A “network” is defined as one or more data links that enable the transport of electronic data between computer systems and/or modules and/or other electronic devices. When information is transferred or provided over a network or another communications connection (either hardwired, wireless, or a combination of hardwired or wireless) to a computer, the computer properly views the connection as a transmission medium. Transmissions media can include a network and/or data links which can be used to carry desired program code means in the form of computer-executable instructions or data structures and which can be accessed by a general purpose or special purpose computer. Combinations of the above should also be included within the scope of computer-readable media.

Further, upon reaching various computer system components, program code means in the form of computer-executable instructions or data structures can be transferred automatically from transmission media to non-transitory computer-readable storage media (devices) (or vice versa). For example, computer-executable instructions or data structures received over a network or data link can be buffered in RAM within a network interface module (e.g., a NIC), and then eventually transferred to computer system RAM and/or to less volatile computer storage media (devices) at a computer system.

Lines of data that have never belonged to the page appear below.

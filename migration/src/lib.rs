//! Database migrations for the merchant views store.
//!
//! Creates the upstream partition tables, the reference tables and the two
//! materialized output relations.

pub use sea_orm_migration::prelude::*;

mod m2025_01_06_000001_create_catalog_tables;
mod m2025_01_06_000002_create_ads_tables;
mod m2025_01_06_000003_create_reference_tables;
mod m2025_01_06_000004_create_best_seller_tables;
mod m2025_01_06_000005_create_view_tables;

pub struct Migrator;

#[async_trait::async_trait]
impl MigratorTrait for Migrator {
    fn migrations() -> Vec<Box<dyn MigrationTrait>> {
        vec![
            Box::new(m2025_01_06_000001_create_catalog_tables::Migration),
            Box::new(m2025_01_06_000002_create_ads_tables::Migration),
            Box::new(m2025_01_06_000003_create_reference_tables::Migration),
            Box::new(m2025_01_06_000004_create_best_seller_tables::Migration),
            Box::new(m2025_01_06_000005_create_view_tables::Migration),
        ]
    }
}
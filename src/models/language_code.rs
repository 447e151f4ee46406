//! Language reference entity model

use sea_orm::ActiveModelBehavior;
use sea_orm::entity::prelude::*;

#[derive(Clone, Debug, PartialEq, Eq, DeriveEntityModel)]
#[sea_orm(table_name = "language_codes")]
pub struct Model {
    #[sea_orm(primary_key, auto_increment = false)]
    pub criterion_id: i64,
    pub language_name: String,
    pub language_code: String,
}

#[derive(Copy, Clone, Debug, EnumIter, DeriveRelation)]
pub enum Relation {}

impl ActiveModelBehavior for ActiveModel {}
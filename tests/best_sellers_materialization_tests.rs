//! End-to-end materialization of the weekly best-sellers view over SQLite.

use anyhow::Result;

use merchant_views::materializer::{Materializer, ViewKind};
use merchant_views::models::best_sellers_view;
use merchant_views::repositories::{RunScope, ViewRepository};

#[path = "test_utils/mod.rs"]
mod test_utils;
use test_utils::{
    MERCHANT_ID, ProductFixture, US_CRITERION, date, insert_benchmark, insert_mapping,
    insert_rank, insert_stat, namespace, setup_test_db_arc, shopping,
};

const LEVELS: [Option<&str>; 5] = [Some("Apparel"), Some("Shoes"), None, None, None];

async fn materialize_best_sellers(
    db: &std::sync::Arc<sea_orm::DatabaseConnection>,
) -> Result<Vec<best_sellers_view::Model>> {
    Materializer::new(db.clone(), namespace(), RunScope::AllPartitions)
        .run(&[ViewKind::BestSellers])
        .await?;
    Ok(ViewRepository::new(db.clone()).list_best_sellers().await?)
}

#[tokio::test]
async fn unmapped_entity_keeps_rank_with_null_product() -> Result<()> {
    let db = setup_test_db_arc().await?;
    insert_rank(&db, "E1", date(2025, 3, 10), "US", 1, LEVELS).await?;

    let rows = materialize_best_sellers(&db).await?;

    assert_eq!(rows.len(), 1);
    let row = &rows[0];
    assert_eq!(row.entity_id, "E1");
    assert_eq!(row.rank, 1);
    assert_eq!(row.full_category, "Apparel > Shoes");
    assert_eq!(row.variant_gtins, serde_json::json!(["00012345678905"]));
    assert_eq!(row.product_id, None);
    assert_eq!(row.merchant_id, None);
    assert_eq!(row.offer_id, None);
    assert_eq!(row.current_price_value, None);
    assert_eq!(row.impressions_7d, None);
    assert_eq!(row.impressions_30d, None);
    Ok(())
}

#[tokio::test]
async fn mapped_entity_carries_catalog_and_performance() -> Result<()> {
    let db = setup_test_db_arc().await?;
    let day = date(2025, 3, 10);
    let fixture = ProductFixture::new("SKU1", day, shopping(&["US"], &["DE"]));
    let product_id = fixture.product_id.clone();
    fixture.insert(&db).await?;
    insert_benchmark(&db, &product_id, "US", day, 11.0).await?;
    insert_stat(&db, "SKU1", US_CRITERION, date(2025, 3, 9), 300, 30, 4_000_000).await?;
    insert_rank(&db, "E1", day, "US", 3, LEVELS).await?;
    insert_mapping(&db, "E1", &product_id, day).await?;

    let rows = materialize_best_sellers(&db).await?;

    assert_eq!(rows.len(), 1);
    let row = &rows[0];
    assert_eq!(row.product_id.as_deref(), Some(product_id.as_str()));
    assert_eq!(row.merchant_id, Some(MERCHANT_ID));
    assert_eq!(row.offer_id.as_deref(), Some("SKU1"));
    assert_eq!(row.is_disapproved, Some(false));
    assert_eq!(row.current_price_value, Some(10.0));
    assert_eq!(row.benchmark_price_value, Some(11.0));
    assert_eq!(row.benchmark_price_currency.as_deref(), Some("USD"));
    assert_eq!(row.impressions_7d, Some(300));
    assert_eq!(row.clicks_7d, Some(30));
    assert_eq!(row.cost_7d, Some(4.0));
    assert_eq!(row.impressions_30d, Some(300));
    assert_eq!(row.cost_30d, Some(4.0));
    Ok(())
}

#[tokio::test]
async fn mapping_from_another_week_does_not_match() -> Result<()> {
    let db = setup_test_db_arc().await?;
    let day = date(2025, 3, 10);
    let fixture = ProductFixture::new("SKU1", day, shopping(&["US"], &[]));
    let product_id = fixture.product_id.clone();
    fixture.insert(&db).await?;
    insert_rank(&db, "E1", day, "US", 1, LEVELS).await?;
    insert_mapping(&db, "E1", &product_id, date(2025, 3, 3)).await?;

    let rows = materialize_best_sellers(&db).await?;

    assert_eq!(rows.len(), 1);
    assert_eq!(rows[0].product_id, None);
    Ok(())
}

#[tokio::test]
async fn product_not_targeting_rank_country_keeps_only_product_id() -> Result<()> {
    let db = setup_test_db_arc().await?;
    let day = date(2025, 3, 10);
    let fixture = ProductFixture::new("SKU1", day, shopping(&["DE"], &[]));
    let product_id = fixture.product_id.clone();
    fixture.insert(&db).await?;
    insert_rank(&db, "E1", day, "US", 1, LEVELS).await?;
    insert_mapping(&db, "E1", &product_id, day).await?;

    let rows = materialize_best_sellers(&db).await?;

    assert_eq!(rows.len(), 1);
    assert_eq!(rows[0].product_id.as_deref(), Some(product_id.as_str()));
    assert_eq!(rows[0].offer_id, None);
    assert_eq!(rows[0].is_disapproved, None);
    Ok(())
}

#[tokio::test]
async fn duplicate_upstream_rows_collapse_and_order_by_rank() -> Result<()> {
    let db = setup_test_db_arc().await?;
    let day = date(2025, 3, 10);
    insert_rank(&db, "E2", day, "US", 2, LEVELS).await?;
    insert_rank(&db, "E1", day, "US", 1, LEVELS).await?;
    insert_rank(&db, "E1", day, "US", 1, LEVELS).await?;
    insert_mapping(&db, "E1", "online:en:US:SKU1", day).await?;
    insert_mapping(&db, "E1", "online:en:US:SKU1", day).await?;

    let rows = materialize_best_sellers(&db).await?;

    let ranked: Vec<(i64, i64, &str)> = rows
        .iter()
        .map(|row| (row.row_index, row.rank, row.entity_id.as_str()))
        .collect();
    assert_eq!(ranked, vec![(0, 1, "E1"), (1, 2, "E2")]);
    Ok(())
}

#[tokio::test]
async fn local_channel_products_still_match_ranks() -> Result<()> {
    let db = setup_test_db_arc().await?;
    let day = date(2025, 3, 10);
    let fixture = ProductFixture::new("SKU1", day, shopping(&["US"], &[])).channel("local");
    let product_id = fixture.product_id.clone();
    fixture.insert(&db).await?;
    insert_rank(&db, "E1", day, "US", 1, LEVELS).await?;
    insert_mapping(&db, "E1", &product_id, day).await?;

    let rows = materialize_best_sellers(&db).await?;
    assert_eq!(rows[0].offer_id.as_deref(), Some("SKU1"));
    Ok(())
}

#[tokio::test]
async fn rerun_over_unchanged_inputs_is_identical() -> Result<()> {
    let db = setup_test_db_arc().await?;
    let day = date(2025, 3, 10);
    let fixture = ProductFixture::new("SKU1", day, shopping(&["US"], &[]));
    let product_id = fixture.product_id.clone();
    fixture.insert(&db).await?;
    insert_rank(&db, "E1", day, "US", 1, LEVELS).await?;
    insert_rank(&db, "E2", day, "US", 2, LEVELS).await?;
    insert_mapping(&db, "E1", &product_id, day).await?;

    let first = materialize_best_sellers(&db).await?;
    let second = materialize_best_sellers(&db).await?;

    assert_eq!(first.len(), 2);
    assert_eq!(first, second);
    Ok(())
}

#[tokio::test]
async fn full_run_reports_both_views() -> Result<()> {
    let db = setup_test_db_arc().await?;
    let day = date(2025, 3, 10);
    ProductFixture::new("SKU1", day, shopping(&["US"], &["DE"]))
        .insert(&db)
        .await?;
    insert_rank(&db, "E1", day, "US", 1, LEVELS).await?;

    let reports = Materializer::new(db.clone(), namespace(), RunScope::AllPartitions)
        .run(&ViewKind::ALL)
        .await?;

    let written: Vec<(ViewKind, usize)> = reports
        .iter()
        .map(|report| (report.view, report.rows_written))
        .collect();
    assert_eq!(
        written,
        vec![(ViewKind::Inventory, 2), (ViewKind::BestSellers, 1)]
    );
    Ok(())
}
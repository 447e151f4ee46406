//! Product snapshot entity model
//!
//! One merchant-center product as of one snapshot date. Destination statuses
//! and custom attributes keep their nested shape as JSON.

use sea_orm::ActiveModelBehavior;
use sea_orm::entity::prelude::*;
use serde_json::Value as JsonValue;

#[derive(Clone, Debug, PartialEq, DeriveEntityModel)]
#[sea_orm(table_name = "products")]
pub struct Model {
    #[sea_orm(primary_key)]
    pub id: i64,

    /// Merchant-center account the feed was exported for
    pub account_id: i64,

    pub merchant_id: i64,
    pub product_id: String,
    pub snapshot_date: Date,
    pub offer_id: String,
    pub title: Option<String>,
    pub brand: Option<String>,
    pub gtin: Option<String>,
    pub channel: String,
    pub content_language: String,
    pub availability: Option<String>,
    pub price_value: Option<f64>,
    pub price_currency: Option<String>,
    pub sale_price_value: Option<f64>,
    pub sale_price_currency: Option<String>,

    /// Category path such as `Apparel > Shoes > Sneakers`
    pub category_path: Option<String>,

    pub image_link: Option<String>,

    #[sea_orm(column_type = "JsonBinary")]
    pub custom_attributes: JsonValue,

    /// Array of `{destination, approved_countries, pending_countries, disapproved_countries}`
    #[sea_orm(column_type = "JsonBinary")]
    pub destinations: JsonValue,
}

#[derive(Copy, Clone, Debug, EnumIter, DeriveRelation)]
pub enum Relation {}

impl ActiveModelBehavior for ActiveModel {}
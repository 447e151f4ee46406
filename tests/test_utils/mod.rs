//! Test utilities for database testing.
//!
//! Sets up in-memory SQLite databases with migrations applied and inserts
//! upstream feed fixtures for the configured namespace.

use anyhow::Result;
use chrono::NaiveDate;
use merchant_views::config::SourceNamespace;
use merchant_views::models::{
    best_seller, entity_product_mapping, geo_target, language_code, price_competitiveness,
    price_insight, product, shopping_product_stat,
};
use migration::{Migrator, MigratorTrait};
use sea_orm::{ActiveModelTrait, ActiveValue::NotSet, Database, DatabaseConnection, Set};
use serde_json::{Value as JsonValue, json};
use std::sync::Arc;

#[allow(dead_code)]
pub const MERCHANT_ID: i64 = 5_551_234;
#[allow(dead_code)]
pub const CUSTOMER_ID: i64 = 1_234_567_890;

#[allow(dead_code)]
pub const US_CRITERION: &str = "geoTargetConstants/2840";
#[allow(dead_code)]
pub const DE_CRITERION: &str = "geoTargetConstants/2276";
#[allow(dead_code)]
pub const EN_CRITERION: &str = "languageConstants/1000";

/// Sets up an in-memory SQLite database with all migrations applied.
pub async fn setup_test_db() -> Result<DatabaseConnection> {
    let db = Database::connect("sqlite::memory:").await?;
    Migrator::up(&db, None).await?;
    Ok(db)
}

/// Same as [`setup_test_db`] with the reference tables seeded.
#[allow(dead_code)]
pub async fn setup_test_db_arc() -> Result<Arc<DatabaseConnection>> {
    let db = setup_test_db().await?;
    seed_reference(&db).await?;
    Ok(Arc::new(db))
}

#[allow(dead_code)]
pub fn namespace() -> SourceNamespace {
    SourceNamespace {
        project_id: "acme-data".to_string(),
        dataset: "merchant_center".to_string(),
        merchant_id: MERCHANT_ID,
        external_customer_id: CUSTOMER_ID,
    }
}

#[allow(dead_code)]
pub fn date(year: i32, month: u32, day: u32) -> NaiveDate {
    NaiveDate::from_ymd_opt(year, month, day).expect("valid fixture date")
}

/// US and DE states under their country parents, plus English and German.
#[allow(dead_code)]
pub async fn seed_reference(db: &DatabaseConnection) -> Result<()> {
    for (criterion_id, name, parent_id, country_code) in [
        (21137, "California", 2840, "US"),
        (21167, "New York", 2840, "US"),
        (20228, "Bavaria", 2276, "DE"),
    ] {
        geo_target::ActiveModel {
            criterion_id: Set(criterion_id),
            name: Set(name.to_string()),
            canonical_name: Set(name.to_string()),
            parent_id: Set(Some(parent_id)),
            country_code: Set(Some(country_code.to_string())),
            target_type: Set(Some("State".to_string())),
            status: Set(Some("Active".to_string())),
        }
        .insert(db)
        .await?;
    }

    for (criterion_id, name, code) in [(1000, "English", "en"), (1001, "German", "de")] {
        language_code::ActiveModel {
            criterion_id: Set(criterion_id),
            language_name: Set(name.to_string()),
            language_code: Set(code.to_string()),
        }
        .insert(db)
        .await?;
    }
    Ok(())
}

/// Destinations payload with a single Shopping entry.
#[allow(dead_code)]
pub fn shopping(approved: &[&str], disapproved: &[&str]) -> JsonValue {
    json!([{
        "destination": "Shopping",
        "approved_countries": approved,
        "pending_countries": [],
        "disapproved_countries": disapproved,
    }])
}

/// A product snapshot row of the configured merchant.
#[allow(dead_code)]
#[derive(Debug, Clone)]
pub struct ProductFixture {
    pub product_id: String,
    pub offer_id: String,
    pub snapshot_date: NaiveDate,
    pub channel: String,
    pub content_language: String,
    pub title: Option<String>,
    pub price: Option<f64>,
    pub sale_price: Option<f64>,
    pub category_path: Option<String>,
    pub destinations: JsonValue,
}

#[allow(dead_code)]
impl ProductFixture {
    pub fn new(offer_id: &str, snapshot_date: NaiveDate, destinations: JsonValue) -> Self {
        Self {
            product_id: format!("online:en:US:{offer_id}"),
            offer_id: offer_id.to_string(),
            snapshot_date,
            channel: "online".to_string(),
            content_language: "en".to_string(),
            title: Some(format!("Product {offer_id}")),
            price: Some(10.0),
            sale_price: None,
            category_path: None,
            destinations,
        }
    }

    pub fn channel(mut self, channel: &str) -> Self {
        self.channel = channel.to_string();
        self
    }

    pub fn sale_price(mut self, value: f64) -> Self {
        self.sale_price = Some(value);
        self
    }

    pub fn category_path(mut self, path: &str) -> Self {
        self.category_path = Some(path.to_string());
        self
    }

    pub async fn insert(self, db: &DatabaseConnection) -> Result<()> {
        let currency = self.price.map(|_| "USD".to_string());
        let sale_currency = self.sale_price.map(|_| "USD".to_string());
        product::ActiveModel {
            id: NotSet,
            account_id: Set(MERCHANT_ID),
            merchant_id: Set(MERCHANT_ID),
            product_id: Set(self.product_id),
            snapshot_date: Set(self.snapshot_date),
            offer_id: Set(self.offer_id),
            title: Set(self.title),
            brand: Set(Some("Acme".to_string())),
            gtin: Set(None),
            channel: Set(self.channel),
            content_language: Set(self.content_language),
            availability: Set(Some("in stock".to_string())),
            price_value: Set(self.price),
            price_currency: Set(currency),
            sale_price_value: Set(self.sale_price),
            sale_price_currency: Set(sale_currency),
            category_path: Set(self.category_path),
            image_link: Set(None),
            custom_attributes: Set(json!({})),
            destinations: Set(self.destinations),
        }
        .insert(db)
        .await?;
        Ok(())
    }
}

/// Inserts one raw ads performance row for the configured customer.
#[allow(dead_code)]
pub async fn insert_stat(
    db: &DatabaseConnection,
    offer_id: &str,
    country_criterion: &str,
    segment_date: NaiveDate,
    impressions: i64,
    clicks: i64,
    cost_micros: i64,
) -> Result<()> {
    shopping_product_stat::ActiveModel {
        id: NotSet,
        customer_id: Set(CUSTOMER_ID),
        merchant_id: Set(MERCHANT_ID),
        channel: Set("ONLINE".to_string()),
        offer_id: Set(offer_id.to_string()),
        country_criterion: Set(country_criterion.to_string()),
        language_criterion: Set(EN_CRITERION.to_string()),
        segment_date: Set(segment_date),
        impressions: Set(impressions),
        clicks: Set(clicks),
        cost_micros: Set(cost_micros),
        conversions: Set(0.0),
        conversions_value: Set(0.0),
    }
    .insert(db)
    .await?;
    Ok(())
}

#[allow(dead_code)]
pub async fn insert_benchmark(
    db: &DatabaseConnection,
    product_id: &str,
    country_code: &str,
    snapshot_date: NaiveDate,
    benchmark: f64,
) -> Result<()> {
    price_competitiveness::ActiveModel {
        id: NotSet,
        account_id: Set(MERCHANT_ID),
        merchant_id: Set(MERCHANT_ID),
        product_id: Set(product_id.to_string()),
        country_code: Set(country_code.to_string()),
        snapshot_date: Set(snapshot_date),
        price_value: Set(Some(10.0)),
        price_currency: Set(Some("USD".to_string())),
        benchmark_price_value: Set(Some(benchmark)),
        benchmark_price_currency: Set(Some("USD".to_string())),
    }
    .insert(db)
    .await?;
    Ok(())
}

#[allow(dead_code)]
pub async fn insert_insight(
    db: &DatabaseConnection,
    product_id: &str,
    snapshot_date: NaiveDate,
    suggested: f64,
    predicted_clicks_change: f64,
) -> Result<()> {
    price_insight::ActiveModel {
        id: NotSet,
        account_id: Set(MERCHANT_ID),
        merchant_id: Set(MERCHANT_ID),
        product_id: Set(product_id.to_string()),
        snapshot_date: Set(snapshot_date),
        price_value: Set(Some(10.0)),
        price_currency: Set(Some("USD".to_string())),
        suggested_price_value: Set(Some(suggested)),
        suggested_price_currency: Set(Some("USD".to_string())),
        predicted_impressions_change_fraction: Set(None),
        predicted_clicks_change_fraction: Set(Some(predicted_clicks_change)),
        predicted_conversions_change_fraction: Set(None),
    }
    .insert(db)
    .await?;
    Ok(())
}

/// Inserts one weekly best-seller rank row.
#[allow(dead_code)]
pub async fn insert_rank(
    db: &DatabaseConnection,
    entity_id: &str,
    rank_date: NaiveDate,
    country_code: &str,
    rank: i64,
    levels: [Option<&str>; 5],
) -> Result<()> {
    let [l1, l2, l3, l4, l5] = levels.map(|level| level.map(str::to_string));
    best_seller::ActiveModel {
        id: NotSet,
        account_id: Set(MERCHANT_ID),
        rank_date: Set(rank_date),
        country_code: Set(country_code.to_string()),
        category_id: Set(166),
        entity_id: Set(entity_id.to_string()),
        title: Set(Some(format!("Entity {entity_id}"))),
        brand: Set(Some("Acme".to_string())),
        category_l1: Set(l1),
        category_l2: Set(l2),
        category_l3: Set(l3),
        category_l4: Set(l4),
        category_l5: Set(l5),
        variant_gtins: Set(json!(["00012345678905"])),
        product_inventory_status: Set(Some("IN_STOCK".to_string())),
        brand_inventory_status: Set(Some("IN_STOCK".to_string())),
        rank: Set(rank),
        previous_rank: Set(Some(rank + 1)),
        relative_demand: Set(Some("HIGH".to_string())),
        previous_relative_demand: Set(Some("MEDIUM".to_string())),
        relative_demand_change: Set(Some("RISER".to_string())),
    }
    .insert(db)
    .await?;
    Ok(())
}

#[allow(dead_code)]
pub async fn insert_mapping(
    db: &DatabaseConnection,
    entity_id: &str,
    product_id: &str,
    mapping_date: NaiveDate,
) -> Result<()> {
    entity_product_mapping::ActiveModel {
        id: NotSet,
        account_id: Set(MERCHANT_ID),
        entity_id: Set(entity_id.to_string()),
        product_id: Set(product_id.to_string()),
        mapping_date: Set(mapping_date),
    }
    .insert(db)
    .await?;
    Ok(())
}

Thus, it should be understood that non-transitory computer-readable storage media (devices) can be included in computer system components that also (or even primarily) utilize transmission media.

Computer-executable instructions comprise, for example, instructions and data which, when executed at a processor, cause a general purpose computer, special purpose computer, or special purpose processing device to perform a certain function or group of functions. In some embodiments, computer-executable instructions are executed on a general-purpose computer to turn the general-purpose computer into a special purpose computer implementing elements of the disclosure. The computer executable instructions may be, for example, binaries, intermediate format instructions such as assembly language, or even source code. Although the subject matter has been described in language specific to structural features and/or methodological acts, it is to be understood that the subject matter defined in the appended claims is not necessarily limited to the described features or acts described above. Rather, the described features and acts are disclosed as example forms of implementing the claims.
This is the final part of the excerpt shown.